#### Work instruction:
From the records below, copy each line that has the word "after" in it.
[Start of Attachment]
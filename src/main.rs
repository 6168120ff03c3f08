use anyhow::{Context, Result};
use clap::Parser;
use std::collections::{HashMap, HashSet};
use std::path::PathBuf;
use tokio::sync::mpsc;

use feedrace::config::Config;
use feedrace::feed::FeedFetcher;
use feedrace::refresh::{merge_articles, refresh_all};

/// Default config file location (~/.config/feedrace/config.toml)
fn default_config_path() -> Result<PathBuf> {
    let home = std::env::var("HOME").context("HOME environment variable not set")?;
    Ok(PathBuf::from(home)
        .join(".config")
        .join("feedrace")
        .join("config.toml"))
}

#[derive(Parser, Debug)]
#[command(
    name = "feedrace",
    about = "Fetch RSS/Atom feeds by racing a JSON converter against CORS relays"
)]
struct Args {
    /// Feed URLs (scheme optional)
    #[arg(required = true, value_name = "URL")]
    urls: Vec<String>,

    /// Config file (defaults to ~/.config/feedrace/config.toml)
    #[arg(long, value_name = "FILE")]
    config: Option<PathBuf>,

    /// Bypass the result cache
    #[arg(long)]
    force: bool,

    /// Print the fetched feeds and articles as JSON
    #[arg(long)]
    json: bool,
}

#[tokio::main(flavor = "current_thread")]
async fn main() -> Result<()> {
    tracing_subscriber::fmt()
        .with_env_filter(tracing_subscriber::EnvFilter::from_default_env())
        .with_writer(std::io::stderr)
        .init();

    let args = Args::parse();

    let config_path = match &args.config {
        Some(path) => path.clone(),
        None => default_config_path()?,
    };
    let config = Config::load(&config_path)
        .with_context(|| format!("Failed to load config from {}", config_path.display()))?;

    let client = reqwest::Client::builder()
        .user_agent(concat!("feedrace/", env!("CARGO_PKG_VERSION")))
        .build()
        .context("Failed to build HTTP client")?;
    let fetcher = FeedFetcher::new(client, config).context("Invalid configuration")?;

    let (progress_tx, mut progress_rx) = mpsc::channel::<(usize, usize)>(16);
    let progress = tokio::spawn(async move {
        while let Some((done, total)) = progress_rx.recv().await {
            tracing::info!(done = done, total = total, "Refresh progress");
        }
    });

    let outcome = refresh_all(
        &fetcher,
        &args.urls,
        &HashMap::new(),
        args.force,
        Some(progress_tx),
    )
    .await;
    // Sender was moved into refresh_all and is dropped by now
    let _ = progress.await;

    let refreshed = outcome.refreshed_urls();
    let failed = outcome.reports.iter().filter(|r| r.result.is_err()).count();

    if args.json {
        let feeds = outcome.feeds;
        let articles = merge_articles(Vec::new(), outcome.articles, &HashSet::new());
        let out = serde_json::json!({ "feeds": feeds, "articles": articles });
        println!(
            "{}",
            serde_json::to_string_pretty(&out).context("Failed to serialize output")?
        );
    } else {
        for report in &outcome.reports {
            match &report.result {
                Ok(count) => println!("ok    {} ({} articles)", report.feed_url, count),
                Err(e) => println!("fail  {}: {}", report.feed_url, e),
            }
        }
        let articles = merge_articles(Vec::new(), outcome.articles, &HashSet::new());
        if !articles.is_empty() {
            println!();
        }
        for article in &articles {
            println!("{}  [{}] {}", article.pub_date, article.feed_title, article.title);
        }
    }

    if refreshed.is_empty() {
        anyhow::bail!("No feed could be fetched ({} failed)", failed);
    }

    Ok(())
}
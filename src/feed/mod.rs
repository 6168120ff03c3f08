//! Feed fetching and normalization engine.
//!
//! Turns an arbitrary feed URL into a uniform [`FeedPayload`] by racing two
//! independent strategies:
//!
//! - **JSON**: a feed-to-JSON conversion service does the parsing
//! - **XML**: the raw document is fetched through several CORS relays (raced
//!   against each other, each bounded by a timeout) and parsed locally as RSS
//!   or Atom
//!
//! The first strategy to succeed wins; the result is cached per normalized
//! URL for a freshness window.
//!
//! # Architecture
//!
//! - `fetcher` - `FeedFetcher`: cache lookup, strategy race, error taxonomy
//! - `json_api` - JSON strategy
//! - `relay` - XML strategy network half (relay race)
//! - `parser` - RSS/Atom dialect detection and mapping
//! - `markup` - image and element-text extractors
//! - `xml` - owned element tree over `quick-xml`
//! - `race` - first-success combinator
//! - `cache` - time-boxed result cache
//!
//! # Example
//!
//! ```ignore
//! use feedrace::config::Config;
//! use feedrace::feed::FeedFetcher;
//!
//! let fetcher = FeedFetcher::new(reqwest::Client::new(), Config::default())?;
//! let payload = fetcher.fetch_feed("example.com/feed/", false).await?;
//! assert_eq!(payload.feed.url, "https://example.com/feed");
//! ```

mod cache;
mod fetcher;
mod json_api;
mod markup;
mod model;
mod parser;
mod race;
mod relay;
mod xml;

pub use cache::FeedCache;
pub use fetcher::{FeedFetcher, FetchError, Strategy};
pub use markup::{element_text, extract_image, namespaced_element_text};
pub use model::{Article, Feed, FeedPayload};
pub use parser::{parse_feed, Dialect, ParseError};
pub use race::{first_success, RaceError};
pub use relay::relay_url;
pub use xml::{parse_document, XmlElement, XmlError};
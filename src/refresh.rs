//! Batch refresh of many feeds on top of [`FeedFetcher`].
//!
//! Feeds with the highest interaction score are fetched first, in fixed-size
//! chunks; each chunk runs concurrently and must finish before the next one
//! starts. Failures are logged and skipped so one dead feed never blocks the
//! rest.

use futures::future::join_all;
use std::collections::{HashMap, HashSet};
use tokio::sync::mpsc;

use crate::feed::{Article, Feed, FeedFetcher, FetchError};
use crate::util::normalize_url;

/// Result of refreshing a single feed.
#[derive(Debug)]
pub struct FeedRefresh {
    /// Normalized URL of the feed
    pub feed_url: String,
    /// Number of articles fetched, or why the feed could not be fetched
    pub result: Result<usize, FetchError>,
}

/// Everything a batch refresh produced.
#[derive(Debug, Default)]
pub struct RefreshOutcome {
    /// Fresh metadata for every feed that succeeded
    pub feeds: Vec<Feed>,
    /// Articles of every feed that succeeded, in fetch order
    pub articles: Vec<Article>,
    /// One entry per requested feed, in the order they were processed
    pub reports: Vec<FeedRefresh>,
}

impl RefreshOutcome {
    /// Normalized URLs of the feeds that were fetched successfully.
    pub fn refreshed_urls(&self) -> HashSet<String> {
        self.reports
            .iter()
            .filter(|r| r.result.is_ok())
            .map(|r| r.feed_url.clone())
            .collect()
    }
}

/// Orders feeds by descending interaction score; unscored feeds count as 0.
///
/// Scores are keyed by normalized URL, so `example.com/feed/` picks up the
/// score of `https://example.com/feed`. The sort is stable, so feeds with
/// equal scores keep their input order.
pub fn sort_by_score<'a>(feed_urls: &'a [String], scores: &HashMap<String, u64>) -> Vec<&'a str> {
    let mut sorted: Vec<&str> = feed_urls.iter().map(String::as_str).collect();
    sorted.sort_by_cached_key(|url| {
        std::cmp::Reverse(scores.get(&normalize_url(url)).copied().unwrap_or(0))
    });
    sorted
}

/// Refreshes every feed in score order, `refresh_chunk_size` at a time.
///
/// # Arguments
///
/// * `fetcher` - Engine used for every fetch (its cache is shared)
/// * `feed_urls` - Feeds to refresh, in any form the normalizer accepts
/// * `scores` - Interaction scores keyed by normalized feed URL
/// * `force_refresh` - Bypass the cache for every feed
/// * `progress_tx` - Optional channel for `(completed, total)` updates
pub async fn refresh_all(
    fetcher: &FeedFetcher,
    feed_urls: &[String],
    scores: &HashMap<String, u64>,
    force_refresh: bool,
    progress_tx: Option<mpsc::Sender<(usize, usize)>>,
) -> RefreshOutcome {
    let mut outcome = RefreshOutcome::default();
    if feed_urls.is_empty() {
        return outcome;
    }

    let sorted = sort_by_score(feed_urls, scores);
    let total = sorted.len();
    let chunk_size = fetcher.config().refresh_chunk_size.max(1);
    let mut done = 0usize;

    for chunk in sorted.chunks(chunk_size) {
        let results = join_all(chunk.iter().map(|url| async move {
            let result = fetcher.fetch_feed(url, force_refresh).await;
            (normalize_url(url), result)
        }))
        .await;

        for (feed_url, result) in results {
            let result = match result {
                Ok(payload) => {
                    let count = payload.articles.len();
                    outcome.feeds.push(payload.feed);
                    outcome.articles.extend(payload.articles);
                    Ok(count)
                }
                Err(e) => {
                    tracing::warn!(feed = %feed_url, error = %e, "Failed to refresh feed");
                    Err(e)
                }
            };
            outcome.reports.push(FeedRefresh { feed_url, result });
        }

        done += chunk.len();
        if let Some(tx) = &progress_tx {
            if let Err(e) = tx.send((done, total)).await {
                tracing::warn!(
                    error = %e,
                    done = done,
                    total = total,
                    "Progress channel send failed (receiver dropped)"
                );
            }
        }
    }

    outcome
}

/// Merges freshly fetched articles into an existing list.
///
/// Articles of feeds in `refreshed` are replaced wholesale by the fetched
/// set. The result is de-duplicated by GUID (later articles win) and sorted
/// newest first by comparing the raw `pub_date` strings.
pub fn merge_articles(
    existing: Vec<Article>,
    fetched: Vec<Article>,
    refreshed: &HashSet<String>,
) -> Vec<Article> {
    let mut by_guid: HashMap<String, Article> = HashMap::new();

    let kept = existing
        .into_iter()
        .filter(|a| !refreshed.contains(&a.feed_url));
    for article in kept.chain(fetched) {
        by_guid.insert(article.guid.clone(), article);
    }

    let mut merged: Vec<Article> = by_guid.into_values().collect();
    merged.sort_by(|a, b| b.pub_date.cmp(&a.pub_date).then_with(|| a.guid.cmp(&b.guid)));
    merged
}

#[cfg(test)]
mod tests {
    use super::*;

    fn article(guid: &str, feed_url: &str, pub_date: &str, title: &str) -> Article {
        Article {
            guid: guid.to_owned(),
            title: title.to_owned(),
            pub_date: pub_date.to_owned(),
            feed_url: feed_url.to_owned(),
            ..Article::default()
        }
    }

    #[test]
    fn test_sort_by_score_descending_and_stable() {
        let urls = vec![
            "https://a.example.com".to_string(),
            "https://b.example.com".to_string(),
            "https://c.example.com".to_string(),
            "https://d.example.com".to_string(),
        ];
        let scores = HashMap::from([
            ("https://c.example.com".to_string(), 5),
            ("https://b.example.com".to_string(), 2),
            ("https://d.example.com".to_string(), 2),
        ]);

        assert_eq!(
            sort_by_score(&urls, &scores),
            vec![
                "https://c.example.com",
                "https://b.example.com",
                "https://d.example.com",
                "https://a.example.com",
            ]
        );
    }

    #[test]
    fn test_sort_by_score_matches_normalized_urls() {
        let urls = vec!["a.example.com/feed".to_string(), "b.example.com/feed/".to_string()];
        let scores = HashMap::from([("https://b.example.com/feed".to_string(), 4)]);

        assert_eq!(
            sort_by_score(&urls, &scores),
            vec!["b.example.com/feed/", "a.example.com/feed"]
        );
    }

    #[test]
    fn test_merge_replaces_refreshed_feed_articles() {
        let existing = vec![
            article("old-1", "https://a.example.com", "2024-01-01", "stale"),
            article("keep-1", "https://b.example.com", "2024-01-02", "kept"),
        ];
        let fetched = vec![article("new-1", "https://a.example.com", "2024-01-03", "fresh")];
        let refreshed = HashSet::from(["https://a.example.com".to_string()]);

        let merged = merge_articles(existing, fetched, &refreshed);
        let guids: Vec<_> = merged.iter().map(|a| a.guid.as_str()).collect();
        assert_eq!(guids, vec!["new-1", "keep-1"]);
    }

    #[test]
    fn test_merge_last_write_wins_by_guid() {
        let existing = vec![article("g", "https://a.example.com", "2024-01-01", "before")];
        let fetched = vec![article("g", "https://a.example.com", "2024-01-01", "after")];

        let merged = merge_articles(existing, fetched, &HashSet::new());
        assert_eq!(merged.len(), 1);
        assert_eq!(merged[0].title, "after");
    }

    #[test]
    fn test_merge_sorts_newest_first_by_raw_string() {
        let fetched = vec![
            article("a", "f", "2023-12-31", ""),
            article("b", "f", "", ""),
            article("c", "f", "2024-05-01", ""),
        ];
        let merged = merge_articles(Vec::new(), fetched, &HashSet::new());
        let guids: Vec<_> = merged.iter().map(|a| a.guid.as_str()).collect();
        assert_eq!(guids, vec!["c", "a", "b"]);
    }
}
[End of Attachment]
#### Solution below:
        let fetched = vec![article("g", "https://a.example.com", "2024-01-01", "after")];
        assert_eq!(merged[0].title, "after");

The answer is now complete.